◆ Entries provided

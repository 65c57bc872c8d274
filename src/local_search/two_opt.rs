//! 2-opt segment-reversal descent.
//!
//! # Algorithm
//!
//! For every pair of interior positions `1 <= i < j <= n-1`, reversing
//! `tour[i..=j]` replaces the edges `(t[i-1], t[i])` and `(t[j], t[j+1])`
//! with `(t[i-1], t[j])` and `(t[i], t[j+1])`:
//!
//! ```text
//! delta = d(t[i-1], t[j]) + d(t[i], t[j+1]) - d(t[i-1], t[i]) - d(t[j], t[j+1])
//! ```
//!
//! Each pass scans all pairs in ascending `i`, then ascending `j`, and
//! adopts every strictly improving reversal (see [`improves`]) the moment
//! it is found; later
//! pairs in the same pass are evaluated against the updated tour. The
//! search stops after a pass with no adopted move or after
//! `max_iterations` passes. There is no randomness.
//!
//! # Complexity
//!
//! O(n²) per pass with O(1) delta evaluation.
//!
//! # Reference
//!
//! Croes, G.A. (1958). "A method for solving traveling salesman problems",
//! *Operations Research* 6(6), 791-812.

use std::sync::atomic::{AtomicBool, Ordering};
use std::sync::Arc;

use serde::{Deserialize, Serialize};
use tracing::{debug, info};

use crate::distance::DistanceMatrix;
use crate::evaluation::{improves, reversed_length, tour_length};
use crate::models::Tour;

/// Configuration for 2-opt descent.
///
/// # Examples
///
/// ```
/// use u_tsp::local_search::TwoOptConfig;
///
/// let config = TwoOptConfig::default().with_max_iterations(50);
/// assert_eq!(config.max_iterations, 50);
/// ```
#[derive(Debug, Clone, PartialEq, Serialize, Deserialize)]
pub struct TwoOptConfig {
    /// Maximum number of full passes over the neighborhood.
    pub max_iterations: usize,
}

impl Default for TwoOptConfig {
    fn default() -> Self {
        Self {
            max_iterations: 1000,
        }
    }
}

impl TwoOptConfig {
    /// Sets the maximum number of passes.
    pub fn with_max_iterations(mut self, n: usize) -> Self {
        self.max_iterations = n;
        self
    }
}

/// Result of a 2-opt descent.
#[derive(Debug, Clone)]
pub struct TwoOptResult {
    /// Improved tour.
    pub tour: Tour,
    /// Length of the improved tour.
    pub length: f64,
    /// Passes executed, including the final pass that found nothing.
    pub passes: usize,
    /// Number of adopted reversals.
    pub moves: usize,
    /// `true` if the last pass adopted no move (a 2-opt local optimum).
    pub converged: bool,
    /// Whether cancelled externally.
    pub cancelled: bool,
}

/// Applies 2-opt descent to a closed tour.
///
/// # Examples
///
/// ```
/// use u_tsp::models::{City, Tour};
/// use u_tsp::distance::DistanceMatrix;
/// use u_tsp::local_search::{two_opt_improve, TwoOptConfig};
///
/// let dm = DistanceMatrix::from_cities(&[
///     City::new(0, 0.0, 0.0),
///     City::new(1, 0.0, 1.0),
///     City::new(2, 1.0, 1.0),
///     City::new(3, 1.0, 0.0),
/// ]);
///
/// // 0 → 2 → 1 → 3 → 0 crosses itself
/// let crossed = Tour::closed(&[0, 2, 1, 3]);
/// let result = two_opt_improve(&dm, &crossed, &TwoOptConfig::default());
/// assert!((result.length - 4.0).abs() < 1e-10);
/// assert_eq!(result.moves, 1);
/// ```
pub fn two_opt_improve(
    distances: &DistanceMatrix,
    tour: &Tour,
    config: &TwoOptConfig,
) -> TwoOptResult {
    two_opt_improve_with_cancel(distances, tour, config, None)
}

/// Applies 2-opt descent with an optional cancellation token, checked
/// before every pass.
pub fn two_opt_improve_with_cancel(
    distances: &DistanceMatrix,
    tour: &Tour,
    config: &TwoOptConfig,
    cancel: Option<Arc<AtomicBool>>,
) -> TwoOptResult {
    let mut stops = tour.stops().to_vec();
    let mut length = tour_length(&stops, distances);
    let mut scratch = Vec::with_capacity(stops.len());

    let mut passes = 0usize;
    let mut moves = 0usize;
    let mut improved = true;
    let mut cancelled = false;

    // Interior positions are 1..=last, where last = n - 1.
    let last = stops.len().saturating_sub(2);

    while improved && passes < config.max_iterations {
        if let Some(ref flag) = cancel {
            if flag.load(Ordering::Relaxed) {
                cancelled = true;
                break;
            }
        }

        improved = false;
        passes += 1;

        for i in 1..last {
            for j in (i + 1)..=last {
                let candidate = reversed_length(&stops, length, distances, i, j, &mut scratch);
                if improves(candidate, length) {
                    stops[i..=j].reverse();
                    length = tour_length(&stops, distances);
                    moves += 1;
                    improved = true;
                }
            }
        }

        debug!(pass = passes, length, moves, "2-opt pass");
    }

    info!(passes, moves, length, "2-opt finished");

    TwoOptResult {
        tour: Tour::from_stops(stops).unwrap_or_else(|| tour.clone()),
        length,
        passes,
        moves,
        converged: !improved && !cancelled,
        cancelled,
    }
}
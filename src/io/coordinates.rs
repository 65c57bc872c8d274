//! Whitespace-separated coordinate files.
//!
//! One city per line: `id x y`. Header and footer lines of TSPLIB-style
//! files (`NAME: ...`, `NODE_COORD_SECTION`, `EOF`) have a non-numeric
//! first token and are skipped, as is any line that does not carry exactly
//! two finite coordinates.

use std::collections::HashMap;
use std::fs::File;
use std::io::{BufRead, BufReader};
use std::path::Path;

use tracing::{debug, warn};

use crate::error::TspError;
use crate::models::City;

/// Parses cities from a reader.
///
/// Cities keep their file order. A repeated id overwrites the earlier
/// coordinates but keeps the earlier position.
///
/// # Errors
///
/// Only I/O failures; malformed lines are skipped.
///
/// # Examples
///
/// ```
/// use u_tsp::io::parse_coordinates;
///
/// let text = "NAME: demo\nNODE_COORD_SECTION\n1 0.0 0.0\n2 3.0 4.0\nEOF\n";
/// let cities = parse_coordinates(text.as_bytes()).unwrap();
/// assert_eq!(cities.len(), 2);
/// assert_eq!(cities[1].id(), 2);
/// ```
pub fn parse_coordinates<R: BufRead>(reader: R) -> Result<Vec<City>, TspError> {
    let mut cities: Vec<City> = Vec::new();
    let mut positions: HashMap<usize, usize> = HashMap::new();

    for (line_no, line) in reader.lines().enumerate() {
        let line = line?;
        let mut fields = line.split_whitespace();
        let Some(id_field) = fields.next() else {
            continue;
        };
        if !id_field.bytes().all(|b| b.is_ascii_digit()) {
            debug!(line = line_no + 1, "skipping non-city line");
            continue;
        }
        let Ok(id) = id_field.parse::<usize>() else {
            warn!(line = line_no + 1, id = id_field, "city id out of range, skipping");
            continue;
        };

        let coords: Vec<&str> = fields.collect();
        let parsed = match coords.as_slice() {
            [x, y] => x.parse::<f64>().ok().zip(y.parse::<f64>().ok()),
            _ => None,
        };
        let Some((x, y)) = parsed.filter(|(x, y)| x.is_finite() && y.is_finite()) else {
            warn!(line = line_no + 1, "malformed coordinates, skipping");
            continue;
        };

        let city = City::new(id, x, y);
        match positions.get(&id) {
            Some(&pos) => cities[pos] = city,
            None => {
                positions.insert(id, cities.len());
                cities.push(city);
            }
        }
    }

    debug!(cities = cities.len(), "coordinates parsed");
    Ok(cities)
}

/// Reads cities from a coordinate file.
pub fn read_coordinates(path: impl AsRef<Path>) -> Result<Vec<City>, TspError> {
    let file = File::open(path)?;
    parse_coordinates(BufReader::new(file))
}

◆ What to do
Copy back the listing above exactly, but only from the line with "let mut moves = 0usize;" through the line with "j, &mut scratch);", both ends included.

◆ Task answer
    let mut moves = 0usize;
    let mut improved = true;
    let mut cancelled = false;

    // Interior positions are 1..=last, where last = n - 1.
    let last = stops.len().saturating_sub(2);

    while improved && passes < config.max_iterations {
        if let Some(ref flag) = cancel {
            if flag.load(Ordering::Relaxed) {
                cancelled = true;
                break;
            }
        }

        improved = false;
        passes += 1;

        for i in 1..last {
            for j in (i + 1)..=last {
                let candidate = reversed_length(&stops, length, distances, i, j, &mut scratch);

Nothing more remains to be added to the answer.